The College Board sent admissions leaders an email message Wednesday related to the murders last week at a Florida high school -- and some recipients are questioning the taste of the message, which they see as a promotion of the Advanced Placement program.
"The shootings in Florida reverberate throughout our halls, hearts, and minds," started the email from David Coleman, the College Board's president. The message went on to say that a Florida student involved in efforts to promote gun control gave a speech this week "infused with references to her A.P. Government class. At a time of utmost passion, she insists that she has been trained in evidence." Then Coleman notes that a journalist describing another student who had learned in AP History about the Pentagon Papers and the role of journalism. Students who cite what they learned in AP courses, Coleman said, "honor Advanced Placement teachers everywhere, for they reflect their power to open worlds and futures to students."

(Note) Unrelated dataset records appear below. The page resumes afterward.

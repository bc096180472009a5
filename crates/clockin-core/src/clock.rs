//! 시계 추상화.
//!
//! 토큰 만료 판정은 현재 시각에 의존하므로 시각을 직접 읽지 않고
//! [`Clock`]을 주입받습니다. 테스트에서는 [`ManualClock`]으로
//! 실제 대기 없이 만료를 재현합니다.

use chrono::{DateTime, Duration, Utc};
use std::sync::RwLock;

/// 현재 시각 제공자.
pub trait Clock: Send + Sync {
    /// 현재 시각 (UTC).
    fn now(&self) -> DateTime<Utc>;
}

/// 시스템 시계.
#[derive(Debug, Clone, Copy, Default)]
pub struct SystemClock;

impl Clock for SystemClock {
    fn now(&self) -> DateTime<Utc> {
        Utc::now()
    }
}

/// 수동으로 조작하는 시계.
///
/// 생성 시각에 고정되어 있으며 [`ManualClock::advance`]로만 움직입니다.
#[derive(Debug)]
pub struct ManualClock {
    now: RwLock<DateTime<Utc>>,
}

impl ManualClock {
    /// 주어진 시각에 고정된 시계 생성.
    pub fn new(start: DateTime<Utc>) -> Self {
        Self {
            now: RwLock::new(start),
        }
    }

    /// 현재 시스템 시각(초 단위 절삭)에서 시작하는 시계 생성.
    pub fn starting_now() -> Self {
        let now = Utc::now();
        let truncated = DateTime::from_timestamp(now.timestamp(), 0).unwrap_or(now);
        Self::new(truncated)
    }

    /// 시각을 앞으로 이동합니다.
    pub fn advance(&self, by: Duration) {
        let mut now = self.now.write().unwrap_or_else(|e| e.into_inner());
        *now += by;
    }

    /// 시각을 지정한 값으로 설정합니다.
    pub fn set(&self, to: DateTime<Utc>) {
        let mut now = self.now.write().unwrap_or_else(|e| e.into_inner());
        *now = to;
    }
}

impl Clock for ManualClock {
    fn now(&self) -> DateTime<Utc> {
        *self.now.read().unwrap_or_else(|e| e.into_inner())
    }
}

Shortly after the email was sent, admissions leaders in higher education and some high school teachers started questioning why Coleman would send out such an email right now. Also angering some educators was that Coleman criticized one of the students who noted her AP course, saying that her rhetoric "may have benefited from a less partisan approach and an attempt to better understand the positions of gun rights proponents." The student was from the high school where the shooting took the lives of some of her fellow classmates, and many asked why Coleman had any business questioning her perspective.
UPDATE: On Thursday morning, the College Board issued this statement: "This past week, our hearts have ached for the students, educators, and families in Broward County. The purpose of our letter to members was to put the focus on the remarkable students at Marjory Stoneman Douglas High School and to share their voices. We sincerely apologize that our words have taken the focus away from the needs of their community at this terrible time."